Glue

BigData Workflow Engine for Hadoop, Hbase, Netezza, Pig, Hive, Cascalog ...

Glue Jython

TOC

Overview

Glue supports writing workflows in 100% jython.

The GlueContext object is made available to the jython scripts using the ctx and context variables.

From the GlueContext all modules are accessed.

Repl

For testing and quick debugging the Jython Repl can be used.

To start the repl type:

glue -rpel jython -name <a workflow name for use with triggers>

The name is only usefull when you want to use triggerStore2 methods such as listReadyFiles

Most methods in Glue Modules take a Context object as the first parameter, in the workflow itself the method call is intercepted and the context is put in automatically. In the repl this does not happen so you'll need to pass in the Context on each method call.

The Context is available as "ctx"

Repl Example

s = ctx.triggerStore2().listReadyFiles(ctx)
s[0]

Closures

Glue and all of its modules are written using Closures.

To convert Jython methods to Groovy Closures use the class org.glue.unit.om.impl.jython.Closure

Passing arguments to the Closure

def f(a, b, c):
        print(str(a) + str(b) + str(c))

    Closure( f , [arg1, arg2]

The function f will be called as f(arg1, arg2)

Note that if the arguments provided are prepended to that of the glue function calling f. e.g. lets say a list files function of glue calls the function p(fileName) but we want to add to the call arg1 arg2

we can do this like the following code:

def p(arg1, arg2, fileName): 
        print(str(arg1) + str(arg2) + str(fileName))

    Closure(p, [arg1, arg2])

The function p will be called as: p(arg1, arg2, fileName)

Example

Running pig

from org.glue.unit.om.impl.jython import Closure
    import re
    from string import Template

    def extract_date(path):
      pat = re.compile("date=(\d\d\d\d\d\d\d\d)")
      m = pat.search(str(path), re.I)
      if m is not None:
         date = m.group(0).split('=')[1]
         return dict(year=str(date[0]) + str(date[1]) + str(date[2]) + str(date[3]), month=str(date[4]) + str(date[5]), day=str(date[6]) + str(date[7]))
    
      else:
         return None
    
        #map will contain key = day date, value = tuple (listOfFileIds, listOfPaths)
    fileMap = {}
    def compileReadyFiles(fileId, path):
        date = extract_date(path)
        if date is None:
           return None # exit the method

        if not ctx.hdfs().exist(path):
           return None # exit the method

        key = str(date["year"] + date["month"] + date["day"])
        if key not in fileMap:
               fileMap[key] = ([], [])
    
        (fileIds, paths) = fileMap[key]

        fileIds.append(fileId)
        paths.append(str(path))

    #this step will call the compileReadyFiles method for each file seen by the gluecron system in hdfs
    #the compileReadyFiles method builds a map (fileMap) with key = date, value = tuple(listOfFileIds, listOfPaths)
    ctx.triggerStore2().listReadyFiles(Closure(compileReadyFiles))

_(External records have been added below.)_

//! Dense innermost grid block.

use super::{from_flat_index, to_flat_index};
use crate::core::VoxelCoord;

/// Cells per dimension as a power of two.
const BITS: u32 = 3;

/// Total cell count of one block.
const CELL_COUNT: usize = 1 << (3 * BITS);

/// A dense 8x8x8 block of cells stored contiguously in z-major order.
///
/// All cells are eagerly default-initialized and the block never grows.
/// Local indices run from 0 to 7 per dimension.
#[derive(Debug)]
pub struct FlatGrid<V> {
    cells: Vec<V>,
}

impl<V: Default + PartialEq> FlatGrid<V> {
    /// Cells per dimension.
    pub const EXTENT: i32 = 1 << BITS;

    /// Create a block with every cell default-valued.
    pub fn new() -> Self {
        Self {
            cells: std::iter::repeat_with(V::default).take(CELL_COUNT).collect(),
        }
    }

    /// Value stored at `index`; each component must be in `[0, 8)`.
    #[inline]
    pub fn get(&self, index: VoxelCoord) -> &V {
        &self.cells[to_flat_index(index, BITS)]
    }

    /// Mutable access to the cell at `index`.
    #[inline]
    pub fn get_mut(&mut self, index: VoxelCoord) -> &mut V {
        &mut self.cells[to_flat_index(index, BITS)]
    }

    /// Iterate over all cells whose value differs from the default, in
    /// ascending flat-index order.
    pub fn iter(&self) -> impl Iterator<Item = (VoxelCoord, &V)> + '_ {
        self.cells
            .iter()
            .enumerate()
            .filter(|(_, value)| **value != V::default())
            .map(|(flat, value)| (from_flat_index(flat, BITS), value))
    }
}

impl<V: Default + PartialEq> Default for FlatGrid<V> {
    fn default() -> Self {
        Self::new()
    }
}
//! # Vyoma-Map: Sparse 3D Voxel Mapping for LiDAR SLAM
//!
//! A sparse, dynamically growing, hierarchical 3D voxel grid used as the
//! spatial index over point clouds in a LiDAR odometry-and-mapping
//! pipeline. Points in metric space are quantized to integer voxel
//! coordinates at a configurable resolution; each occupied voxel owns a
//! small aggregated point cloud that is downsampled in place as scans
//! accumulate.
//!
//! ## Quick Start
//!
//! ```rust
//! use vyoma_map::core::{Point3, PointCloud3, Rigid3};
//! use vyoma_map::map::{CloudMap, VoxelGridFilter};
//!
//! // 1 m voxels; the filter keeps one centroid per 10 cm leaf.
//! let mut map = CloudMap::new(1.0);
//! let filter = VoxelGridFilter::new(0.1);
//!
//! let scan = PointCloud3::from_points(&[
//!     Point3::new(0.2, 0.0, 0.0),
//!     Point3::new(4.1, 0.3, -0.2),
//! ]);
//! map.insert_scan(&scan, &filter);
//!
//! // Reference cloud for scan matching around the same location.
//! let surround = map.surrounded_cloud(&scan, &Rigid3::identity());
//! assert_eq!(surround.len(), 2);
//! ```
//!
//! ## Architecture
//!
//! Storage is a stack of three grid layers, each keeping memory
//! proportional to occupancy while preserving constant-time random access:
//!
//! ```text
//! ┌───────────────────────────────────────────────┐
//! │                  mapping/                     │  ← thread driver
//! │     (odometry handoff, matcher seam)          │
//! └───────────────────────────────────────────────┘
//!                        │
//! ┌───────────────────────────────────────────────┐
//! │                    map/                       │  ← domain layer
//! │       (CloudMap, voxel-grid filter)           │
//! └───────────────────────────────────────────────┘
//!                        │
//! ┌───────────────────────────────────────────────┐
//! │                   grid/                       │  ← storage stack
//! │   (VoxelMap → DynamicGrid → NestedGrid →      │
//! │    FlatGrid)                                  │
//! └───────────────────────────────────────────────┘
//!                        │
//! ┌───────────────────────────────────────────────┐
//! │                   core/                       │  ← foundation
//! │  (Point3, VoxelCoord, PointCloud3, Rigid3)    │
//! └───────────────────────────────────────────────┘
//! ```
//!
//! The innermost [`grid::FlatGrid`] is a dense 8³ block; a
//! [`grid::NestedGrid`] holds 8³ lazily allocated blocks; the outer
//! [`grid::DynamicGrid`] is centered on the origin and doubles its extent
//! whenever a write lands outside, up to a hard bound of ±8192 voxels per
//! axis. Iteration over any layer yields only occupied cells, in a
//! deterministic z-major order.
//!
//! ## Coordinate Frame
//!
//! All coordinates follow the ROS REP-103 convention: X forward, Y left,
//! Z up. Voxel `(0, 0, 0)` is centered on the origin of the map frame.
//!
//! ## Concurrency
//!
//! The map types are single-writer and never block internally. The
//! [`mapping::MappingThread`] driver owns its maps on a dedicated consumer
//! thread and receives odometry frames over a bounded channel, matching
//! the one-producer/one-consumer layout of a LOAM pipeline.

pub mod config;
pub mod core;
pub mod error;
pub mod grid;
pub mod map;
pub mod mapping;

pub use crate::core::{Point3, PointCloud3, Quaternion, Rigid3, Rigid3f, Vec3d, VoxelCoord};
pub use config::MappingConfig;
pub use error::{Result, VyomaError};
pub use grid::{DynamicGrid, FlatGrid, NestedGrid, VoxelMap};
pub use map::{CloudFilter, CloudMap, VoxelGridFilter};
pub use mapping::{
    MappingState, MappingThread, OdometryFrame, PassthroughMatcher, ScanMatcher,
    SharedMappingState,
};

    #here we create our pig template
    pigStr=Template("""
            a = LOAD '$files' using PigStorage('\u0001') as (name, geo);

            g = group a by geo;
            r = foreach g generate FLATTEN(group), COUNT($$1);
            store r into '/tmp/myfiles/$date'
    """)

    print "FileMap"
    print str(fileMap)

    #iterate over each query and run the pig script
    for date, (fileIds, paths) in fileMap.items():
        filesStr = ','.join(paths)
        ctx.pig().run("events_view " + date, pigStr.substitute(files=filesStr, date=date))
        ctx.triggerStore2().markFilesAsProcessed( fileIds )